The paper “Mick Cooper’s Research on Modern Person-Centered Therapy" is a cogent version of a term paper on psychology. This paper researches into modern scientists’ views on person-centered therapy. This kind of psychological treatment has become extremely popular and it is the most effective today, and a recent rise of interest in this subject has given impulse to further researches in this field. Mick Cooper analyzes whether all the statements of this theory and its founder, Carl Rogers, are valid today and argues many of them giving his counter-arguments and states that recent researches modify or complement this theory. (Cooper, 2004, 1-3; Cooper, 2007, 33-36).
Key words: person-centered therapy, unconditional positive regard, psychotherapy, experiential psychotherapy, emotional psychotherapy.
The article of Mick Cooper “Person-Centered Therapy: The Growing Edge”, published in July 2007 in the journal “Therapy Today”, investigates into modern views of the psychologists and therapeutists on one of the most popular and allegedly the most effective way of psychological treatment – person-centered therapy. Recently there has been a significant push to research work in this field, and many scientists have developed the theory by their findings. (Cooper, 2007, 33). There are today, for example, such innovations in this regard as the use of Pre-therapy, that is, a person-centered work with the individuals with severe impairments, including people suffering from psychosis, people with special needs. (Cooper, 2007, 33).
The purpose of Cooper’s research is to investigate today’s state of affair in the field of person-centered therapy and to study the new approaches and developments of this phenomenon. The author has managed to distinguish modern techniques of applying this theory and new directions of development of this sphere. The researcher also has provided his vision of original Rogers’ theory and its modification over the decades since its origin – the 1960s.

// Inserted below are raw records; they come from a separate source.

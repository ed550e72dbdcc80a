//! huddle-core: replicated session state for peer-to-peer planning poker and retros.
//!
//! One endpoint per room holds the authoritative state (the facilitator);
//! every other endpoint keeps a replica that forwards intents and applies the
//! facilitator's echoes. This crate provides:
//! - The session state model, domain actions and a pure reducer
//! - The JSON `{type, payload}` wire protocol
//! - A connection registry, heartbeat monitor and role-aware router
//! - The session coordinator that joins a room and runs the event loop
//! - Transport traits plus an in-memory implementation for tests

pub mod action;
pub mod clock;
pub mod config;
pub mod coordinator;
pub mod error;
pub mod heartbeat;
pub mod identity;
pub mod memory;
pub mod protocol;
pub mod reducer;
pub mod registry;
pub mod router;
pub mod state;
pub mod tally;
pub mod timer;
pub mod transport;

pub use action::Action;
pub use clock::{Clock, ManualClock, RuntimeClock};
pub use config::SessionConfig;
pub use coordinator::{Profile, SessionHandle, join, join_with_clock};
pub use error::{JoinError, SessionError};
pub use heartbeat::{HeartbeatConfig, HeartbeatMonitor, LinkStatus};
pub use identity::{IdentityError, PeerIdentity, RoomCode};
pub use memory::MemoryNetwork;
pub use protocol::{Control, Message, ProtocolError};
pub use reducer::{SessionStore, reduce};
pub use registry::{ConnectionRegistry, ConnectionStatus, DisconnectReason, RegistryUpdate};
pub use router::{MessageRouter, Outbound, Role, Routed};
pub use state::{
    Participant, RetroCard, RetroColumn, RetroColumnId, RoomMode, SessionState, Story, VoteValue,
};
pub use timer::TimerState;
pub use transport::{Channel, ChannelId, ChannelTransport, Signaling, SignalingError, TransportError};
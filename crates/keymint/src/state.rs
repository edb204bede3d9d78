//! Transactional access to the per-scope state record.

use keymint_error::{KeymintError, Result};
use keymint_store::{ResolverMetrics, Transaction};
use keymint_types::{ResolverState, ResolverSubspace};

/// Read the scope's state record within `txn`.
///
/// An absent record is the default state; an undecodable record is fatal.
pub(crate) fn read_state(
    txn: &mut dyn Transaction,
    subspace: &ResolverSubspace,
    metrics: &ResolverMetrics,
) -> Result<ResolverState> {
    metrics.record_state_read();
    let raw = txn.get(&subspace.state_key())?;
    ResolverState::decode_or_default(raw.as_deref())
        .map_err(|err| KeymintError::corrupt(format!("state record: {err}")))
}

/// Write the scope's state record within `txn`.
pub(crate) fn write_state(
    txn: &mut dyn Transaction,
    subspace: &ResolverSubspace,
    state: &ResolverState,
) {
    txn.set(&subspace.state_key(), &state.encode());
}
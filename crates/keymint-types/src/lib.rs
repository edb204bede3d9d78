//! Core types for the keymint resolver: the order-preserving tuple encoding,
//! resolved paths and their subspaces, scope-qualified cache keys, and the
//! bit-stable state/result records.

pub mod path;
pub mod scope;
pub mod state;
pub mod subspace;
pub mod tuple;

pub use path::{PathElement, ResolvedPath};
pub use scope::{ScopeId, ScopedValue};
pub use state::{LockState, ResolverResult, ResolverState};
pub use subspace::ResolverSubspace;
pub use tuple::{pack, pack_str, pack_u64, unpack, DecodeError, Element};
//! Order-preserving tuple encoding for persistent keys and values.
//!
//! Every element is tagged and self-delimiting, so concatenated elements
//! form a key whose unsigned-byte ordering matches element-wise ordering:
//!
//! | Tag           | Meaning                                        |
//! |---------------|------------------------------------------------|
//! | `0x00`        | Nil (absent value)                             |
//! | `0x01`        | Byte string, `0x00`-escaped, `0x00`-terminated |
//! | `0x02`        | UTF-8 string, same framing as byte strings     |
//! | `0x14 + n`    | Unsigned integer, `n` big-endian bytes          |
//!
//! Integers use the minimal byte length (`0x14` alone is zero), so a shorter
//! encoding always sorts before a longer one and `memcmp` order equals
//! numeric order. Embedded `0x00` bytes in strings are escaped as
//! `0x00 0xFF`, which sorts after the bare `0x00` terminator, so a string
//! sorts before any of its extensions.

use std::fmt;

/// Tag for the nil element.
pub const NIL: u8 = 0x00;
/// Tag for a byte-string element.
pub const BYTES: u8 = 0x01;
/// Tag for a UTF-8 string element.
pub const STRING: u8 = 0x02;
/// Base tag for unsigned integers; `INT_BASE + n` carries `n` payload bytes.
pub const INT_BASE: u8 = 0x14;

const ESCAPE: u8 = 0xFF;
const TERMINATOR: u8 = 0x00;

/// A single tuple element.
#[derive(Debug, Clone, PartialEq, Eq, PartialOrd, Ord, Hash)]
pub enum Element {
    /// Absent value; used for missing metadata.
    Nil,
    /// Raw byte string.
    Bytes(Vec<u8>),
    /// UTF-8 string.
    Str(String),
    /// Unsigned 64-bit integer.
    U64(u64),
}

impl Element {
    /// The integer payload, if this element is an integer.
    #[must_use]
    pub const fn as_u64(&self) -> Option<u64> {
        match self {
            Self::U64(v) => Some(*v),
            _ => None,
        }
    }

    /// The string payload, if this element is a string.
    #[must_use]
    pub fn as_str(&self) -> Option<&str> {
        match self {
            Self::Str(s) => Some(s),
            _ => None,
        }
    }

    /// The byte payload, if this element is a byte string.
    #[must_use]
    pub fn as_bytes(&self) -> Option<&[u8]> {
        match self {
            Self::Bytes(b) => Some(b),
            _ => None,
        }
    }

    /// Append this element's encoding to `out`.
    pub fn encode_into(&self, out: &mut Vec<u8>) {
        match self {
            Self::Nil => out.push(NIL),
            Self::Bytes(b) => {
                out.push(BYTES);
                encode_escaped(b, out);
            }
            Self::Str(s) => {
                out.push(STRING);
                encode_escaped(s.as_bytes(), out);
            }
            Self::U64(v) => {
                let bytes = v.to_be_bytes();
                let skip = v.leading_zeros() as usize / 8;
                let len = 8 - skip;
                #[allow(clippy::cast_possible_truncation)]
                out.push(INT_BASE + len as u8);
                out.extend_from_slice(&bytes[skip..]);
            }
        }
    }
}

fn encode_escaped(payload: &[u8], out: &mut Vec<u8>) {
    for &b in payload {
        out.push(b);
        if b == TERMINATOR {
            out.push(ESCAPE);
        }
    }
    out.push(TERMINATOR);
}

/// Error produced when decoding a tuple element.
#[derive(Debug, Clone, Copy, PartialEq, Eq)]
pub struct DecodeError {
    /// Byte offset at which decoding failed.
    pub offset: usize,
    /// What went wrong.
    pub detail: &'static str,
}

impl fmt::Display for DecodeError {
    fn fmt(&self, f: &mut fmt::Formatter<'_>) -> fmt::Result {
        write!(f, "tuple decode failed at offset {}: {}", self.offset, self.detail)
    }
}

impl std::error::Error for DecodeError {}

/// Encode a sequence of elements into one byte string.
#[must_use]
pub fn pack(elements: &[Element]) -> Vec<u8> {
    let mut out = Vec::new();
    for element in elements {
        element.encode_into(&mut out);
    }
    out
}

/// Decode one element starting at `offset`, returning it and the offset of
/// the following element.
pub fn decode_one(buf: &[u8], offset: usize) -> Result<(Element, usize), DecodeError> {
    let tag = *buf.get(offset).ok_or(DecodeError {
        offset,
        detail: "truncated: missing tag",
    })?;
    match tag {
        NIL => Ok((Element::Nil, offset + 1)),
        BYTES | STRING => {
            let (payload, next) = decode_escaped(buf, offset + 1)?;
            if tag == BYTES {
                Ok((Element::Bytes(payload), next))
            } else {
                let s = String::from_utf8(payload).map_err(|_| DecodeError {
                    offset,
                    detail: "string element is not valid UTF-8",
                })?;
                Ok((Element::Str(s), next))
            }
        }
        t if (INT_BASE..=INT_BASE + 8).contains(&t) => {
            let len = (t - INT_BASE) as usize;
            let end = offset + 1 + len;
            let payload = buf.get(offset + 1..end).ok_or(DecodeError {
                offset,
                detail: "truncated integer payload",
            })?;
            let mut bytes = [0u8; 8];
            bytes[8 - len..].copy_from_slice(payload);
            Ok((Element::U64(u64::from_be_bytes(bytes)), end))
        }
        _ => Err(DecodeError {
            offset,
            detail: "unknown element tag",
        }),
    }
}

fn decode_escaped(buf: &[u8], start: usize) -> Result<(Vec<u8>, usize), DecodeError> {
    let mut payload = Vec::new();
    let mut i = start;
    loop {
        let b = *buf.get(i).ok_or(DecodeError {
            offset: i,
            detail: "truncated: unterminated string",
        })?;
        if b == TERMINATOR {
            if buf.get(i + 1) == Some(&ESCAPE) {
                payload.push(TERMINATOR);
                i += 2;
            } else {
                return Ok((payload, i + 1));
            }
        } else {
            payload.push(b);
            i += 1;
        }
    }
}

/// Decode a complete byte string into its elements.
///
/// Fails if any trailing bytes remain undecodable.
pub fn unpack(buf: &[u8]) -> Result<Vec<Element>, DecodeError> {
    let mut elements = Vec::new();
    let mut offset = 0;
    while offset < buf.len() {
        let (element, next) = decode_one(buf, offset)?;
        elements.push(element);
        offset = next;
    }
    Ok(elements)
}

/// Encode a single string element.
#[must_use]
pub fn pack_str(s: &str) -> Vec<u8> {
    pack(&[Element::Str(s.to_owned())])
}

/// Encode a single integer element.
#[must_use]
pub fn pack_u64(v: u64) -> Vec<u8> {
    pack(&[Element::U64(v)])
}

Mick Cooper has used the method of observation and reference sources studying for conducting his research. The research is descriptive because it describes the modern state of affairs of the topic researched. The research was conducted in 2007 at the University of Strathclyde, Scotland, and took about a year.
Having conducted the research, Mick Cooper has got the following findings. Firstly, the author states that modern thought that Rogers’ theory provides three conditions is incorrect because there are six conditions as per the original version of this theory (Rogers, 1965, 22). Secondly, the author has found that a unified single approach to person-centered therapy is being substituted by the approach of ‘tribes’ or ‘parts’ to client-centered therapy. It is stated that if the clients are in touch with the internal experience they can get more out of this therapy. “Building on this work, person-centered psychotherapists in North America such as Les Greenberg and Robert Elliott went on to develop a ‘process-experiential approach to psychotherapy…” (Cooper, 2007, 34). This technique is used to support the clients in their tries to resolve their interpersonal conflicts. (Cooper, 2007, 34).
Cooper also states that Europe applies similar newly-developed techniques as well: the UK specialists integrate into their person-centered work experiential therapy, and this combination is now being mastered at the local universities. (Cooper, 2007, 34). Cooper indicates that, however, these innovations are not welcomed by the traditional representatives and practitioners of person-centered therapy: they consider that implementation of directive principles contradicts with the basic foundations of the original theory. Cooper has found that one of the innovations that are of great importance today is a pre-therapy: this is an innovative way of treatment of persons with serious impairments, people having special needs, in other words, persons with contact impairments, including those suffering from psychosis. The author of the research has also found that there is today a new theory being developed, enforced by existential psychotherapy and psychoanalysis. This is also fostered by the development of philosophical ideas, for example, of a French philosopher Levinas, who supposes that it is in human’s duties to react to the ‘call of the Other’, which is the basis of the client-centered theory. (Cooper, 2007, 35).
Michael Cooper’s research in the field of modern client-centered therapy has great importance because it describes new directions of development and explains the possible contradictions with the original theory studied at today’s psychology courses and practiced by traditional therapists. The researcher has coped with his work very well as he has managed not only to trace the new approaches and techniques in theory and practice of the person-centered therapy but also has shed light on the emergence of a new theory. The topic of the author’s research is very important as today there are many questions about whether the above-mentioned way of therapy is as effective as it is reported and what is the correct way to practice this kind of treatment. I believe that such questions must regularly arise, and the scientists and practitioners have to develop and support their points of view in order to improve their work efficiency, and Cooper’s research has become a result of raise of such questions.